• [DESCRIPTION OF THE TASK] Look through the data below and count each line where the word "info" appears. Reply with the count alone.

Saved entries

//! Cross-cutting helpers for the application root

pub mod logging;
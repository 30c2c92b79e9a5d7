//! Paginated listing envelope

use serde::{Deserialize, Serialize};

/// One page of a paginated listing: `{results, next}`
#[derive(Debug, Clone, PartialEq, Serialize, Deserialize)]
pub struct Page<T> {
    pub results: Vec<T>,
    #[serde(default)]
    pub next: Option<String>,
    #[serde(default)]
    pub previous: Option<String>,
    #[serde(default)]
    pub count: Option<u64>,
}

impl<T> Page<T> {
    pub fn has_next(&self) -> bool {
        self.next.is_some()
    }
}

/// List endpoints answer either with a bare array or with a page envelope
/// depending on server pagination settings.
#[derive(Debug, Clone, PartialEq, Deserialize)]
#[serde(untagged)]
pub enum ListPayload<T> {
    Items(Vec<T>),
    Page(Page<T>),
}

impl<T> ListPayload<T> {
    pub fn into_items(self) -> Vec<T> {
        match self {
            Self::Items(items) => items,
            Self::Page(page) => page.results,
        }
    }

    /// A bare array is treated as the only page.
    pub fn into_page(self) -> Page<T> {
        match self {
            Self::Items(results) => Page {
                count: Some(results.len() as u64),
                results,
                next: None,
                previous: None,
            },
            Self::Page(page) => page,
        }
    }
}
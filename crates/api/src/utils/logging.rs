//! Tracing setup and log field helpers

use std::sync::OnceLock;
use std::time::Duration;

use tracing::{info, warn};
use tracing_subscriber::EnvFilter;
use warehouse_infra::api::ApiErrorCategory;
use warehouse_infra::ApiError;

/// Filter used when `RUST_LOG` is unset
pub const DEFAULT_FILTER: &str = "info,warehouse_infra=debug";

static TRACING_INIT: OnceLock<bool> = OnceLock::new();

/// Install the global `tracing` subscriber.
///
/// Honours `RUST_LOG` and falls back to [`DEFAULT_FILTER`]. Only the first
/// call installs anything; the return value reports whether this process
/// owns the subscriber (another one may have been set by the embedder).
pub fn init_tracing() -> bool {
    *TRACING_INIT.get_or_init(|| {
        let filter =
            EnvFilter::try_from_default_env().unwrap_or_else(|_| EnvFilter::new(DEFAULT_FILTER));
        tracing_subscriber::fmt().with_env_filter(filter).with_target(true).try_init().is_ok()
    })
}

/// Log the outcome of a user-facing operation with structured fields.
///
/// `operation` should be a stable identifier such as `"incomes::archive"`.
#[inline]
pub fn log_operation(operation: &str, elapsed: Duration, outcome: Result<(), &ApiError>) {
    let duration_ms = u64::try_from(elapsed.as_millis()).unwrap_or(u64::MAX);

    match outcome {
        Ok(()) => info!(operation, duration_ms, "operation_success"),
        Err(err) => {
            warn!(operation, duration_ms, error_type = error_label(err), error = %err, "operation_failure");
        }
    }
}

/// Convert an `ApiError` into a stable label suitable for logging.
#[inline]
pub fn error_label(error: &ApiError) -> &'static str {
    match error {
        ApiError::Network(_) => "network",
        ApiError::Timeout(_) => "timeout",
        ApiError::Status { .. } => match error.category() {
            ApiErrorCategory::Authorization => "unauthorized",
            ApiErrorCategory::Client => "client",
            _ => "server",
        },
        ApiError::RenewalRejected { .. } => "renewal_rejected",
        ApiError::RenewalFailed(_) => "renewal_failed",
        ApiError::NotAuthenticated => "not_authenticated",
        ApiError::Decode(_) => "decode",
        ApiError::Config(_) => "config",
        ApiError::Storage(_) => "storage",
        ApiError::Cancelled => "cancelled",
        ApiError::Internal(_) => "internal",
    }
}

#[cfg(test)]
mod tests {
    use serde_json::Value;

    use super::*;

    fn status(status: u16) -> ApiError {
        ApiError::Status { status, path: "/companies/".into(), payload: Value::Null }
    }

    #[test]
    fn status_errors_are_labelled_by_class() {
        assert_eq!(error_label(&status(401)), "unauthorized");
        assert_eq!(error_label(&status(404)), "client");
        assert_eq!(error_label(&status(502)), "server");
    }

    #[test]
    fn renewal_errors_have_distinct_labels() {
        let rejected = ApiError::RenewalRejected { status: 401, payload: Value::Null };
        assert_eq!(error_label(&rejected), "renewal_rejected");
        assert_eq!(error_label(&ApiError::RenewalFailed(Box::new(status(503)))), "renewal_failed");
    }

    #[test]
    fn init_tracing_is_idempotent() {
        let first = init_tracing();
        assert_eq!(init_tracing(), first);
    }
}
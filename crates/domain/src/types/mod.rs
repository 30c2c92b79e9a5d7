//! Domain types and models
//!
//! Catalog and document models mirror the JSON the remote API returns.
//! Fields this client does not interpret are kept in `extra` so callers can
//! round-trip them unchanged.

pub mod catalog;
pub mod documents;
pub mod page;
pub mod session;
pub mod user;

pub use catalog::{Company, NewCompany, NewMarking, NewProduct, Product, ProductMarking, Role};
pub use documents::{Income, Outcome};
pub use page::{ListPayload, Page};
pub use session::{Identity, Session};
pub use user::{NewUser, Registration, UserAccount};
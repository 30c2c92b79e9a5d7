//! Time abstraction for testability
//!
//! Cache freshness is measured against a [`Clock`] so TTL behaviour can be
//! tested without sleeping.

use std::sync::Arc;
use std::time::{Duration, Instant};

use parking_lot::Mutex;

/// Trait for time operations to enable testing
pub trait Clock: Send + Sync + Clone + 'static {
    /// Get current instant (monotonic time)
    fn now(&self) -> Instant;
}

/// Real system clock implementation
#[derive(Debug, Clone, Copy, Default)]
pub struct SystemClock;

impl Clock for SystemClock {
    fn now(&self) -> Instant {
        Instant::now()
    }
}

/// Mock clock for deterministic testing
///
/// Clones share the same elapsed time, so a clock handed to a cache can be
/// advanced from the test body.
#[derive(Debug, Clone)]
pub struct MockClock {
    start: Instant,
    elapsed: Arc<Mutex<Duration>>,
}

impl MockClock {
    /// Create a new mock clock starting at the current instant
    pub fn new() -> Self {
        Self { start: Instant::now(), elapsed: Arc::new(Mutex::new(Duration::ZERO)) }
    }

    /// Advance the mock clock by a duration
    pub fn advance(&self, duration: Duration) {
        *self.elapsed.lock() += duration;
    }

    /// Advance the mock clock by milliseconds
    pub fn advance_millis(&self, millis: u64) {
        self.advance(Duration::from_millis(millis));
    }

    /// Total time advanced since creation
    pub fn elapsed(&self) -> Duration {
        *self.elapsed.lock()
    }
}

impl Default for MockClock {
    fn default() -> Self {
        Self::new()
    }
}

impl Clock for MockClock {
    fn now(&self) -> Instant {
        self.start + *self.elapsed.lock()
    }
}
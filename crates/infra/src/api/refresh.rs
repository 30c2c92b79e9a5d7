//! Single-flight credential renewal
//!
//! At most one renewal call is in flight per process. Callers that need a
//! renewal while one is running join it and observe the same outcome.
//!
//! The renewal runs on its own task, so it completes even if every caller
//! that was waiting on it is cancelled.

use std::fmt;
use std::future::Future;
use std::sync::atomic::{AtomicU64, Ordering};
use std::sync::Arc;

use futures::future::{self, BoxFuture, Either, FutureExt, Shared};
use parking_lot::Mutex;
use tracing::{debug, info, warn};

use super::auth::AuthClient;
use super::errors::{ApiError, ApiErrorCategory};
use super::session::SessionStore;

type RenewalTicket = Shared<BoxFuture<'static, Result<String, ApiError>>>;

struct InFlight {
    id: u64,
    ticket: RenewalTicket,
}

pub struct SingleFlightRefresh {
    session: Arc<SessionStore>,
    auth: Arc<dyn AuthClient>,
    inflight: Arc<Mutex<Option<InFlight>>>,
    started: Arc<AtomicU64>,
}

impl SingleFlightRefresh {
    pub fn new(session: Arc<SessionStore>, auth: Arc<dyn AuthClient>) -> Self {
        Self {
            session,
            auth,
            inflight: Arc::new(Mutex::new(None)),
            started: Arc::new(AtomicU64::new(0)),
        }
    }

    /// Join the renewal in flight or start one; resolves to the new bearer
    /// credential.
    pub async fn refresh(&self) -> Result<String, ApiError> {
        self.ticket().await
    }

    /// Like [`refresh`](Self::refresh), but stop waiting once `cancelled`
    /// completes. The renewal itself is not affected.
    pub async fn refresh_until<X>(&self, cancelled: X) -> Result<String, ApiError>
    where
        X: Future<Output = ()> + Send,
    {
        let ticket = self.ticket();
        let cancelled = std::pin::pin!(cancelled);
        match future::select(cancelled, ticket).await {
            Either::Left(((), _)) => Err(ApiError::Cancelled),
            Either::Right((outcome, _)) => outcome,
        }
    }

    pub fn is_in_flight(&self) -> bool {
        self.inflight.lock().is_some()
    }

    /// Renewal calls started since creation
    pub fn renewals_started(&self) -> u64 {
        self.started.load(Ordering::Relaxed)
    }

    fn ticket(&self) -> RenewalTicket {
        let mut slot = self.inflight.lock();
        if let Some(inflight) = slot.as_ref() {
            debug!(renewal = inflight.id, "joining renewal in flight");
            return inflight.ticket.clone();
        }

        let Some(renewal) = self.session.renewal_credential() else {
            return future::ready(Err(ApiError::NotAuthenticated)).boxed().shared();
        };

        let id = self.started.fetch_add(1, Ordering::Relaxed) + 1;
        info!(renewal = id, "renewing session credentials");

        let task = tokio::spawn(renew(
            id,
            renewal,
            Arc::clone(&self.session),
            Arc::clone(&self.auth),
            Arc::clone(&self.inflight),
        ));
        let ticket = async move {
            task.await.unwrap_or_else(|err| {
                Err(ApiError::Internal(format!("renewal task failed: {err}")))
            })
        }
        .boxed()
        .shared();

        *slot = Some(InFlight { id, ticket: ticket.clone() });
        ticket
    }
}

async fn renew(
    id: u64,
    renewal: String,
    session: Arc<SessionStore>,
    auth: Arc<dyn AuthClient>,
    inflight: Arc<Mutex<Option<InFlight>>>,
) -> Result<String, ApiError> {
    let outcome = match auth.renew_token(&renewal).await {
        Ok(renewed) => {
            let bearer = renewed.access.clone();
            if session.apply_renewal(&renewal, renewed.access, renewed.refresh) {
                info!(renewal = id, "session credentials renewed");
                Ok(bearer)
            } else {
                session.bearer().ok_or(ApiError::NotAuthenticated)
            }
        }
        Err(err) => {
            let err = ApiError::classify_renewal(err);
            if err.category() == ApiErrorCategory::RenewalRejected {
                warn!(renewal = id, error = %err, "renewal credential rejected; signing out");
                session.expire(&renewal);
            } else {
                warn!(renewal = id, error = %err, "renewal failed; session kept");
            }
            Err(err)
        }
    };

    // Clear before settling so a caller woken by this outcome can start a
    // fresh renewal.
    let mut slot = inflight.lock();
    if slot.as_ref().is_some_and(|current| current.id == id) {
        *slot = None;
    }
    drop(slot);

    outcome
}

impl fmt::Debug for SingleFlightRefresh {
    fn fmt(&self, f: &mut fmt::Formatter<'_>) -> fmt::Result {
        f.debug_struct("SingleFlightRefresh")
            .field("in_flight", &self.is_in_flight())
            .field("renewals_started", &self.renewals_started())
            .finish_non_exhaustive()
    }
}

• [EXERCISE ANSWER] 6